— Можешь не напоминать, — сказала Сиффха. — Ладно, держи нас в курсе дел. Да, выбраться отсюда и правда будет облегчением. Она каждую ночь плачет по Альберту — это уже своего рода ритуал — и подушки все бывают мокрые. Удивляюсь, как это она не простужается.
Рхиоу взмахнула хвостом.
— Сделайте для нее все, что сможете. Помурлыкать в подходящий момент — иногда это чудесно помогает.
— Хорошо.
Рхиоу вздохнула и устроилась поудобнее на голом бетонном полу. Она уже скучала по Йайху, да и вообще, когда слишком долго не бываешь дома, начинаешь чувствовать себя неуютно… К тому же у нее возникло странное ощущение, словно она слишком на виду.
Хотела бы я знать, у кого, — подумала она. Чувство, что за ними кто-то следит, и следит не с добрыми намерениями, было очень сильным.
Не важно. Теперь уже недолго. Урруах позаботится о том письме, а потом мы можем подставить Мышку и спокойно отправляться домой.
Однако что-то подсказывало Рхиоу, что так просто все не обойдется.
Утро девятого июля оказалось жарким и безветренным, и сверчки в щелях каменных стен и под фундаментами домов стрекотали изо всех сил. Жарко было везде, от Лендс-Энда до Джон о'Гротса.[16]

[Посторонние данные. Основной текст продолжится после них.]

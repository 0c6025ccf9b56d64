//! Property-based and adversarial tests for the HARBI core
//!
//! These tests verify invariants hold under random inputs and attack scenarios.

use once_cell::sync::Lazy;
use proptest::prelude::*;
use std::collections::HashSet;
use std::sync::Arc;

use harbi_core::consensus::{
    serialize_coinbase_payload, subsidy_for_month, BlockAcceptanceData, BlockHeader, CoinbaseData,
    CoinbaseManager, Network, Params, PayloadError, RewardPolicy, ScriptPublicKey, ValidationError,
    MONTHS_IN_TABLE,
};
use harbi_core::crypto::{hash_merkle_branches, merkle_root, Hash};
use harbi_core::mining::{build_block_template, Miner, TemplateManager};
use harbi_core::node::genesis_block;
use harbi_core::pow::{PowConfig, PowContext, State};
use harbi_core::storage::{ChainError, ChainState, MemoryStores, StagingArea};

/// Index of the month whose subsidy sits below its successor
const DIP_MONTH: u64 = 47;

static CONTEXT: Lazy<Arc<PowContext>> = Lazy::new(|| {
    let config = PowConfig {
        light_cache_items: 257,
        full_dataset_items: 97,
        dataset_file: None,
        build_threads: 1,
    };
    Arc::new(PowContext::build(&config, false).unwrap())
});

fn hash_strategy() -> impl Strategy<Value = Hash> {
    any::<[u8; 32]>().prop_map(Hash::from_bytes)
}

// ============================================================================
// PROPERTY-BASED TESTS
// ============================================================================

proptest! {
    /// Subsidies never grow with time, apart from the one month below its successor
    #[test]
    fn prop_subsidy_non_increasing(
        a in 0u64..(MONTHS_IN_TABLE as u64 + 50),
        b in 0u64..(MONTHS_IN_TABLE as u64 + 50)
    ) {
        let (early, late) = if a <= b { (a, b) } else { (b, a) };
        prop_assume!(early != DIP_MONTH);
        prop_assert!(subsidy_for_month(late) <= subsidy_for_month(early));
    }

    /// Past the table every lookup returns the terminal entry
    #[test]
    fn prop_subsidy_clamps(month in (MONTHS_IN_TABLE as u64)..u64::MAX) {
        prop_assert_eq!(subsidy_for_month(month), subsidy_for_month(MONTHS_IN_TABLE as u64 - 1));
    }

    /// Swapping two distinct leaves changes the root
    #[test]
    fn prop_merkle_order_sensitive(
        leaves in prop::collection::vec(hash_strategy(), 2..24),
        i in any::<prop::sample::Index>(),
        j in any::<prop::sample::Index>()
    ) {
        let i = i.index(leaves.len());
        let j = j.index(leaves.len());
        prop_assume!(leaves[i] != leaves[j]);

        let mut swapped = leaves.clone();
        swapped.swap(i, j);
        prop_assert_ne!(merkle_root(&leaves), merkle_root(&swapped));
    }

    /// An odd node is paired with the zero hash
    #[test]
    fn prop_three_leaf_root(a in hash_strategy(), b in hash_strategy(), c in hash_strategy()) {
        let expected = hash_merkle_branches(
            &hash_merkle_branches(&a, &b),
            &hash_merkle_branches(&c, &Hash::zero()),
        );
        prop_assert_eq!(merkle_root(&[a, b, c]), expected);
    }

    /// The dev fee split never creates or destroys value
    #[test]
    fn prop_reward_split_conserves_value(reward in any::<u64>(), percent in 0u64..=100) {
        let policy = RewardPolicy::DevFee {
            percent,
            script_public_key: ScriptPublicKey::new(0, vec![1; 34]),
        };
        let (miner, dev) = policy.split(reward);
        let dev = dev.unwrap_or_default();
        prop_assert_eq!(miner as u128 + dev as u128, reward as u128);

        prop_assert_eq!(RewardPolicy::Standard.split(reward), (reward, None));
    }

    /// A merged block the merging block does not add to its DAA window earns nothing
    #[test]
    fn prop_block_outside_daa_window_earns_nothing(
        merged in hash_strategy(),
        window in prop::collection::vec(hash_strategy(), 0..8)
    ) {
        let window: HashSet<Hash> = window.into_iter().filter(|hash| *hash != merged).collect();
        let manager = CoinbaseManager::from_stores(&Params::devnet(), Arc::new(MemoryStores::new()));
        let acceptance = BlockAcceptanceData {
            block_hash: merged,
            transaction_acceptance_data: Vec::new(),
        };
        let reward = manager
            .calc_merged_block_reward(&StagingArea::new(), &merged, &acceptance, &window)
            .unwrap();
        prop_assert_eq!(reward, 0);
    }

    /// Distinct nonces never give the same proof-of-work value
    #[test]
    fn prop_different_nonce_different_value(
        first in any::<u64>(),
        second in any::<u64>(),
        version in 1u16..3
    ) {
        prop_assume!(first != second);
        let header = BlockHeader::new(version, vec![Hash::from_u64_word(1)], Hash::zero(), 1_700_000_000_000, 0x207fffff, 0);

        let mut state = State::with_context(&header, CONTEXT.clone());
        state.nonce = first;
        let a = state.calculate_proof_of_work_value();
        state.nonce = second;
        let b = state.calculate_proof_of_work_value();
        prop_assert_ne!(a, b);
    }
}

// ============================================================================
// ADVERSARIAL TESTS
// ============================================================================

/// A miner paying itself more than the expected coinbase is rejected even
/// with valid proof of work
#[test]
fn test_excess_reward_rejected() {
    let mut chain = ChainState::open(Params::devnet(), Arc::new(MemoryStores::new())).unwrap();
    let data = CoinbaseData::new(ScriptPublicKey::new(0, vec![5; 34]), vec![]);
    let mut template = build_block_template(&chain, &data, vec![], 1_700_000_000_000).unwrap();

    template.block.transactions[0].outputs[0].value *= 2;
    template.block.header.hash_merkle_root =
        harbi_core::crypto::calculate_hash_merkle_root(&template.block.transactions);

    let miner = Miner::new(Arc::new(TemplateManager::new()));
    let state = State::with_context(&template.block.header, CONTEXT.clone());
    let block = miner.mine_block(&template, state, 10_000).unwrap();

    let genesis = chain.tip();
    let result = chain.accept_block(block, template.virtual_block.clone(), &CONTEXT);
    assert!(matches!(
        result,
        Err(ChainError::Validation(ValidationError::BadCoinbaseTransaction { .. }))
    ));
    assert_eq!(chain.tip(), genesis);
}

/// A block carrying another block's merkle root is rejected
#[test]
fn test_mismatched_merkle_root_rejected() {
    let mut chain = ChainState::open(Params::devnet(), Arc::new(MemoryStores::new())).unwrap();
    let data = CoinbaseData::new(ScriptPublicKey::new(0, vec![5; 34]), vec![]);
    let mut template = build_block_template(&chain, &data, vec![], 1_700_000_000_000).unwrap();
    template.block.header.hash_merkle_root = Hash::from_u64_word(0xbad);

    let miner = Miner::new(Arc::new(TemplateManager::new()));
    let state = State::with_context(&template.block.header, CONTEXT.clone());
    let block = miner.mine_block(&template, state, 10_000).unwrap();

    assert!(matches!(
        chain.accept_block(block, template.virtual_block.clone(), &CONTEXT),
        Err(ChainError::Validation(ValidationError::InvalidHashMerkleRoot { .. }))
    ));
}

/// Oversized miner scripts cannot be smuggled into a coinbase payload
#[test]
fn test_oversized_script_rejected() {
    let params = Params::mainnet();
    let max = params.coinbase_payload_script_public_key_max_len;
    let data = CoinbaseData::new(ScriptPublicKey::new(0, vec![0; max as usize + 1]), vec![]);
    assert!(matches!(
        serialize_coinbase_payload(1, &data, 1, max),
        Err(PayloadError::ScriptTooLong { .. })
    ));
}

/// The subsidy runs out at the end of the table
#[test]
fn test_subsidy_exhaustion() {
    assert_eq!(subsidy_for_month(MONTHS_IN_TABLE as u64 - 1), 0);
    assert_eq!(subsidy_for_month(u64::MAX), 0);
}

#[test]
fn test_genesis_determinism() {
    for network in [Network::Mainnet, Network::Devnet] {
        let a = genesis_block(network);
        let b = genesis_block(network);
        assert_eq!(a.hash(), b.hash());
        assert_eq!(Params::for_network(network).genesis_hash, a.hash());
    }
}

#[test]
fn test_dev_fee_follows_block_version() {
    assert_eq!(RewardPolicy::for_params(&Params::devnet()), RewardPolicy::Standard);
    assert!(matches!(
        RewardPolicy::for_params(&Params::mainnet()),
        RewardPolicy::DevFee { percent: 2, .. }
    ));
}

Ближе к Джон о'Гротсу, в Эдинбурге, на рассвете, как раз после того, как молочник развез молоко, по дорожке к маленькому домику подошел почтальон. Прежде чем он успел постучать, дверь распахнулась и из домика вышел невысокий щеголеватый господин. Почтальон вручил ему несколько писем, которые человечек быстро просмотрел. Одно письмо он вскрыл; потом, когда почтальон уже собрался уходить, человечек на секунду вошел обратно в домик и вернулся с письмом, которое и вручил почтальону.
По коридору Палаты Общин в Вестминстере не спеша шел невидимый серый полосатый кот, разглядывая украшающие стены картины: «Последний сон герцога Аргайла», «Оправдание семи епископов в царствование Иакова II», «Джейн Лейн, помогающая бежать Карлу II».
Очень любопытно, — думал Урруах, — только можно ли это назвать искусством?.
Большинство картин, решил он, представляет собой род творений одержимых данной темой людей, стремящихся убедить других, что результат их трудов представляет огромную историческую или культурную ценность. Древние герои на картинах совершали героические жесты или застыли в величественных позах, и все они, на просвещенный взгляд Урруаха, несли на себе отчетливую печать «истеблишмента». Урруах шел мимо картин и статуй, кидая на них насмешливые взгляды и с трудом сдерживая желание поточить когти о самые напыщенные фрески.
Сделав «шаг вбок» и сделавшись невидимым, Урруах был вынужден иногда уворачиваться от какого-нибудь эххифа, спешащего в зал заседаний Палаты Общин. Похоже, парламентарии привыкли заседать до поздней ночи. Сейчас уже время приближалось к полуночи; даже хауисс, великая игра Народа, которую так сильно напоминает человеческая политика, обычно заканчивается раньше, несмотря на то что кошки в отличие от эххифов чаще бодрствуют по ночам. Впрочем, привычки членов Палаты мало волновали Урруаха, за исключением одного: как они влияют на поступки единственного человека, МакКларена.